As the Calais Jungle starts to come down, big questions remain.

Incredible photos inside the Calais refugee camp as the French military forces people out.

From the outset, it looked like any other morning in the French port town of Calais.

But as Monday, Feb. 29, began, French police and military began dismantling the southern end of the Calais Jungle, a refugee camp with between 3,400 and 5,600 residents.


The sun rises over the camp. Photo by Carl Court/Getty Images.

By the end of the day, 100 homes in the southern arm of the "jungle" would be reduced to ash and garbage; leaving refugee residents homeless again.

Police officers clear shelters and personal items. Photo by Carl Court/Getty Images.

The Calais Jungle is the most well-known temporary settlement of the current refugee crisis.

Refugees from Eritrea, Afghanistan, Syria, North Africa, and the Middle East have been converging on Calais for the past year. They are young families, single mothers, young men, and unaccompanied children looking for refuge from violence, war, and poverty in their home countries.

A man rides his bike along a heavily damaged street on the outskirts of Damascus, Syria. Photo by Abdulmonam Eassa/AFP/Getty Images.

For these refugees, this small industrial port city in northern France is meant to be the second-to-last stop on their journey to a new life in the United Kingdom.

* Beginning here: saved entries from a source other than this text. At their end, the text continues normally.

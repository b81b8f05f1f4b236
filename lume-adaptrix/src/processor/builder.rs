use std::collections::HashMap;

use crate::processor::optimizer;
use crate::processor::flatten::quantize_positions;
use crate::processor::packing::{f16_bits, projection_error};
use crate::processor::partitioner::partition_clusters;
use crate::processor::types::*;
use crate::settings::BakeSettings;
use crate::{AdaptrixResult, AdaptrixVertex};

/// Result of clustering one submesh.
#[derive(Default)]
pub struct SubmeshHierarchy {
    pub groups: Vec<ClusterGroupBuild>,
    /// Clusters below the triangle budget, across all levels.
    pub degenerate_cluster_count: usize,
}

/// 仿 Nanite 的层级构建: 叶子 cluster -> 分组 -> 组内反复简化/重切分
pub struct HierarchyBuilder<'a> {
    settings: &'a BakeSettings,
}

/// Group-local vertex de-duplication (the "copy indices" list).
struct GroupVertices<'v> {
    source: &'v [AdaptrixVertex],
    remap: HashMap<u32, u32>,
    vertices: Vec<AdaptrixVertex>,
}

impl<'v> GroupVertices<'v> {
    fn new(source: &'v [AdaptrixVertex]) -> Self {
        Self { source, remap: HashMap::new(), vertices: Vec::new() }
    }

    fn local(&mut self, global: u32) -> u32 {
        *self.remap.entry(global).or_insert_with(|| {
            self.vertices.push(self.source[global as usize]);
            (self.vertices.len() - 1) as u32
        })
    }
}

impl<'a> HierarchyBuilder<'a> {
    pub fn new(settings: &'a BakeSettings) -> Self {
        Self { settings }
    }

    /// Builds the cluster hierarchy of one reindexed submesh.
    pub fn build_submesh(
        &self,
        mut vertices: Vec<AdaptrixVertex>,
        indices: &[u32],
        material_index: u32,
    ) -> AdaptrixResult<SubmeshHierarchy> {
        let mut out = SubmeshHierarchy::default();
        if indices.len() < 3 {
            return Ok(out);
        }

        quantize_positions(&mut vertices);

        let mut indices = indices.to_vec();
        optimizer::spatial_sort_triangles(&mut indices, &vertices);
        let leaves = optimizer::build_clusters(&indices, &vertices, CLUSTER_MAX_VERTICES, CLUSTER_MAX_TRIANGLES)?;

        let flat: Vec<u32> = leaves.iter().flatten().copied().collect();
        let counts: Vec<u32> = leaves.iter().map(|c| c.len() as u32).collect();
        let partitions = partition_clusters(&flat, &counts, self.settings.partition_target());

        for partition in partitions {
            let members: Vec<&[u32]> = partition.cluster_indices.iter().map(|&i| leaves[i as usize].as_slice()).collect();
            let group = self.build_group(&vertices, &members, material_index, &mut out.degenerate_cluster_count)?;
            out.groups.push(group);
        }

        log::debug!(
            "submesh: {} triangles -> {} leaf clusters in {} groups",
            indices.len() / 3,
            leaves.len(),
            out.groups.len()
        );
        Ok(out)
    }

    /// Simplifies a group of sibling leaf clusters level by level until it
    /// collapses to a single cluster, stalls, or hits the iteration cap.
    pub fn build_group(
        &self,
        vertices: &[AdaptrixVertex],
        leaves: &[&[u32]],
        material_index: u32,
        degenerate_cluster_count: &mut usize,
    ) -> AdaptrixResult<ClusterGroupBuild> {
        let fov = self.settings.field_of_view;
        let iterations = self.settings.hierarchy_iterations.max(1);

        let mut group_vertices = GroupVertices::new(vertices);
        let mut clusters: Vec<Vec<u32>> = Vec::new();
        let mut lod_indices: Vec<u32> = Vec::new();

        let mut kinds: Vec<ClusterKind> = Vec::new();
        let mut errors: Vec<u32> = Vec::new();
        let mut child_kinds: Vec<ClusterKind> = Vec::new();
        let mut child_errors: Vec<u32> = Vec::new();

        let leaf_count = leaves.len();
        for leaf in leaves {
            let local: Vec<u32> = leaf.iter().map(|&g| group_vertices.local(g)).collect();
            lod_indices.extend_from_slice(&local);
            if local.len() / 3 < CLUSTER_MAX_TRIANGLES {
                *degenerate_cluster_count += 1;
            }
            clusters.push(local);
            child_kinds.push(if leaf_count == 1 { ClusterKind::LeafRoot } else { ClusterKind::Leaf });
            child_errors.push(0);
        }
        let packed = group_vertices.vertices;

        if leaf_count > 1 {
            let mut self_error = 0.0f32;
            let mut previous_count = leaf_count;

            for j in 0..iterations {
                let target = (lod_indices.len() as f32 * 0.5) as usize;
                let simplified = optimizer::simplify(
                    &lod_indices,
                    &packed,
                    target,
                    self.settings.target_error,
                );
                let reached_simplify_limit = simplified.indices.len() == lod_indices.len()
                    || simplified.error == 0.0
                    || simplified.indices.is_empty();

                let mut next_indices = simplified.indices;
                optimizer::spatial_sort_triangles(&mut next_indices, &packed);
                let parents = optimizer::build_clusters(&next_indices, &packed, CLUSTER_MAX_VERTICES, CLUSTER_MAX_TRIANGLES)?;

                self_error += simplified.error;
                let level_error = f16_bits(projection_error(self_error, fov));
                for e in &mut child_errors {
                    *e |= level_error << 16;
                }

                let reached_cluster_limit = parents.len() == previous_count;
                previous_count = parents.len();

                if reached_simplify_limit || reached_cluster_limit {
                    // 第一层就失败: 叶子即根, 误差清零; 否则上一层成为终端层
                    let (kind, keep_error) = if j == 0 { (ClusterKind::LeafRoot, false) } else { (ClusterKind::Root, true) };
                    child_kinds.fill(kind);
                    if !keep_error {
                        child_errors.fill(0);
                    }
                    break;
                }

                kinds.append(&mut child_kinds);
                errors.append(&mut child_errors);

                let reached_root = parents.len() == 1 || j == iterations - 1;
                for parent in parents {
                    if parent.len() / 3 < CLUSTER_MAX_TRIANGLES {
                        *degenerate_cluster_count += 1;
                    }
                    clusters.push(parent);
                    child_kinds.push(if reached_root { ClusterKind::Root } else { ClusterKind::Interior });
                    child_errors.push(level_error);
                }

                if reached_root {
                    break;
                }
                lod_indices = next_indices;
            }
        }

        kinds.append(&mut child_kinds);
        errors.append(&mut child_errors);
        debug_assert_eq!(kinds.len(), clusters.len());

        let clusters = clusters
            .into_iter()
            .zip(kinds.into_iter().zip(errors))
            .map(|(indices, (kind, error))| BuiltCluster { indices, kind, error })
            .collect();

        Ok(ClusterGroupBuild { vertices: packed, clusters, leaf_count, material_index })
    }
}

A tent belonging to a Sudanese refugee. Photo by Carl Court/Getty Images.

To reach the U.K., they’ll risk stowing away on ferries or climbing aboard trains passing through the "chunnel," an underground tunnel connecting Calais and Dover, U.K. At one point last July, upward of 2,000 refugees were trying to make this trip every single night. With both the French and British closing down their borders, it’s become harder and harder for people to leave Calais.

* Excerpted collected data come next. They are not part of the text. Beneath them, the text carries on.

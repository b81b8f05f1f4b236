use std::collections::VecDeque;

use lume_core::{BufferDescriptor, BufferUsage, Device, LumeResult};

/// Upload buffers recycled only once enough newer frames have been queued
/// behind them for the GPU to be done reading.
pub struct FencedBufferPool<D: Device> {
    buffers: Vec<D::Buffer>,
    free: Vec<usize>,
    in_flight: VecDeque<usize>,
    current: Option<usize>,
    size: u64,
    queued_frames: usize,
}

impl<D: Device> FencedBufferPool<D> {
    pub fn new(size: u64, queued_frames: usize) -> Self {
        Self {
            buffers: Vec::new(),
            free: Vec::new(),
            in_flight: VecDeque::new(),
            current: None,
            size,
            queued_frames,
        }
    }

    fn fence_depth(&self) -> usize {
        self.queued_frames.max(3) + 1
    }

    fn recover(&mut self) {
        while self.in_flight.len() > self.fence_depth() {
            if let Some(id) = self.in_flight.pop_front() {
                self.free.push(id);
            }
        }
    }

    /// Reserves a buffer for writing, creating one when every buffer is fenced.
    pub fn begin_frame(&mut self, device: &D) -> LumeResult<&D::Buffer> {
        debug_assert!(self.current.is_none());
        self.recover();
        let id = match self.free.pop() {
            Some(id) => id,
            None => {
                self.buffers.push(device.create_buffer(BufferDescriptor {
                    size: self.size,
                    usage: BufferUsage::STORAGE | BufferUsage::COPY_SRC | BufferUsage::MAP_WRITE,
                    mapped_at_creation: true,
                })?);
                self.buffers.len() - 1
            }
        };
        self.current = Some(id);
        Ok(&self.buffers[id])
    }

    pub fn current(&self) -> Option<&D::Buffer> {
        self.current.map(|id| &self.buffers[id])
    }

    /// Releases the current buffer to the fence queue.
    pub fn end_frame(&mut self) {
        if let Some(id) = self.current.take() {
            self.in_flight.push_back(id);
        }
    }

    pub fn buffer_count(&self) -> usize {
        self.buffers.len()
    }
}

A man walks by the new purpose-built accommodations near the camp. Photo by Carl Court/Getty Images.

Instead of being a stop on the journey, Calais has become a destination.

More than 3,400 people have settled in the Calais Jungle in the past year, living out of tents or other makeshift shelters.

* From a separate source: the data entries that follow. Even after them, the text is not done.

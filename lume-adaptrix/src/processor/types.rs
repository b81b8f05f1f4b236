use glam::Vec3;
use serde::{Deserialize, Serialize};

use crate::AdaptrixVertex;

pub const CLUSTER_MAX_TRIANGLES: usize = 64;
pub const CLUSTER_MAX_VERTICES: usize = 120;
/// Instance slots (clusters) per memory page.
pub const PAGE_MAX_INSTANCES: u32 = 1600;
pub const MAX_PAGE_COUNT: usize = 256;

pub const CLUSTER_DATA_WORDS: usize = 4;
pub const GROUP_DATA_WORDS: usize = 4;
pub const VERTEX_POSITION_WORDS: usize = 2;
pub const VERTEX_ATTRIBUTE_WORDS: usize = 4;

/// Attribute weights for hierarchy simplification, matching `AdaptrixVertex::attributes`.
/// tangent xyz / w, normal, color, uv0, uv1
pub const SIMPLIFY_ATTRIBUTE_WEIGHTS: [f32; AdaptrixVertex::ATTRIBUTE_COUNT] = [
    0.5, 0.5, 0.5, 0.0, //
    0.8, 0.8, 0.8, //
    0.0, 0.0, 0.0, //
    0.5, 0.5, //
    0.2, 0.2,
];

/// 2-bit node kind stored in the low bits of the cluster LOD word.
#[repr(u32)]
#[derive(Copy, Clone, Debug, PartialEq, Eq, Hash, Serialize, Deserialize)]
pub enum ClusterKind {
    /// 叶子且无父层级
    LeafRoot = 0,
    Leaf = 1,
    Interior = 2,
    /// 最后一个被记录的层级
    Root = 3,
}

impl ClusterKind {
    pub fn from_bits(bits: u32) -> Self {
        match bits & 0x3 {
            0 => ClusterKind::LeafRoot,
            1 => ClusterKind::Leaf,
            2 => ClusterKind::Interior,
            _ => ClusterKind::Root,
        }
    }

    pub fn is_leaf(self) -> bool {
        matches!(self, ClusterKind::LeafRoot | ClusterKind::Leaf)
    }

    pub fn is_terminal(self) -> bool {
        matches!(self, ClusterKind::LeafRoot | ClusterKind::Root)
    }
}

#[derive(Copy, Clone, Debug, PartialEq)]
pub struct Aabb {
    pub min: Vec3,
    pub max: Vec3,
}

impl Default for Aabb {
    fn default() -> Self {
        Self::EMPTY
    }
}

impl Aabb {
    pub const EMPTY: Aabb = Aabb {
        min: Vec3::new(f32::MAX, f32::MAX, f32::MAX),
        max: Vec3::new(f32::MIN, f32::MIN, f32::MIN),
    };

    pub fn from_vertices(vertices: &[AdaptrixVertex]) -> Self {
        let mut aabb = Self::EMPTY;
        for v in vertices {
            aabb.extend(Vec3::from_array(v.position));
        }
        aabb
    }

    pub fn is_empty(&self) -> bool {
        self.min.x > self.max.x
    }

    pub fn extend(&mut self, p: Vec3) {
        self.min = self.min.min(p);
        self.max = self.max.max(p);
    }

    pub fn merge(&mut self, other: &Aabb) {
        self.min = self.min.min(other.min);
        self.max = self.max.max(other.max);
    }

    pub fn center(&self) -> Vec3 {
        (self.max + self.min) * 0.5
    }

    pub fn extents(&self) -> Vec3 {
        (self.max - self.min) * 0.5
    }
}

/// One cluster of a group, indices local to the group's packed vertex list.
#[derive(Clone, Debug)]
pub struct BuiltCluster {
    pub indices: Vec<u32>,
    pub kind: ClusterKind,
    /// `(parent_error_f16 << 16) | self_error_f16`
    pub error: u32,
}

impl BuiltCluster {
    pub fn triangle_count(&self) -> usize {
        self.indices.len() / 3
    }

    pub fn self_error_bits(&self) -> u16 {
        (self.error & 0xffff) as u16
    }

    pub fn parent_error_bits(&self) -> u16 {
        (self.error >> 16) as u16
    }
}

/// A cluster group with its whole LOD hierarchy, in build order (leaves first).
#[derive(Clone, Debug)]
pub struct ClusterGroupBuild {
    pub vertices: Vec<AdaptrixVertex>,
    pub clusters: Vec<BuiltCluster>,
    pub leaf_count: usize,
    pub material_index: u32,
}

impl ClusterGroupBuild {
    pub fn leaves(&self) -> &[BuiltCluster] {
        &self.clusters[..self.leaf_count]
    }
}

An aerial photo of the camp in October 2015. Photo by Denis Charlet/AFP/Getty Images.

Even without running water, heat, or sanitation services, the residents of the Jungle have created a community. There are stores, vendors, a mosque, services, a school — even a theater.

Individuals and families collect firewood. Photo by Philippe Huguen/AFP/Getty Images.

Little by little, the residents of the Jungle are finding ways to return to normal lives. Sometimes that’s as simple as a game of handball.

A group plays handball in the camp. Photo by Jeff J. Mitchell/Getty Images.

While opponents of the Calais Jungle like to cite the figure that young men make up its largest demographic, there are many young families and children living there, too.

The British volunteer group Help Refugees says there are 205 women and 651 children living in the Jungle. Of those children, 423 are unaccompanied.

Children walk with a stroller in a camp in 2015. Photo by Philippe Huguen/AFP/Getty Images.

However, the growing Calais Jungle is extremely unpopular with nearby residents and the government.

In an attempt to squelch local resistance and reduce the size of the settlement, the French government has created temporary shelters to house up to 1,500 residents of the Jungle and has proposed bussing the remaining refugees to other reception centers in the country.

A hut camp set up by Doctors Without Borders near Dunkerque shelters around 2,000 migrants and refugees. Photo by Philippe Huguen/AFP/Getty Images.

Residents of the Jungle and the aid workers supporting them disagree with this idea.

According to Marta Welander, founder of the Refugee Rights Data Project "[these evictions are] unlikely to provide a viable solution to the current humanitarian crisis on our doorstep."

A group of refugees carry a banner through the Jungle as its cleared. Photo by Carl Court/Getty Images.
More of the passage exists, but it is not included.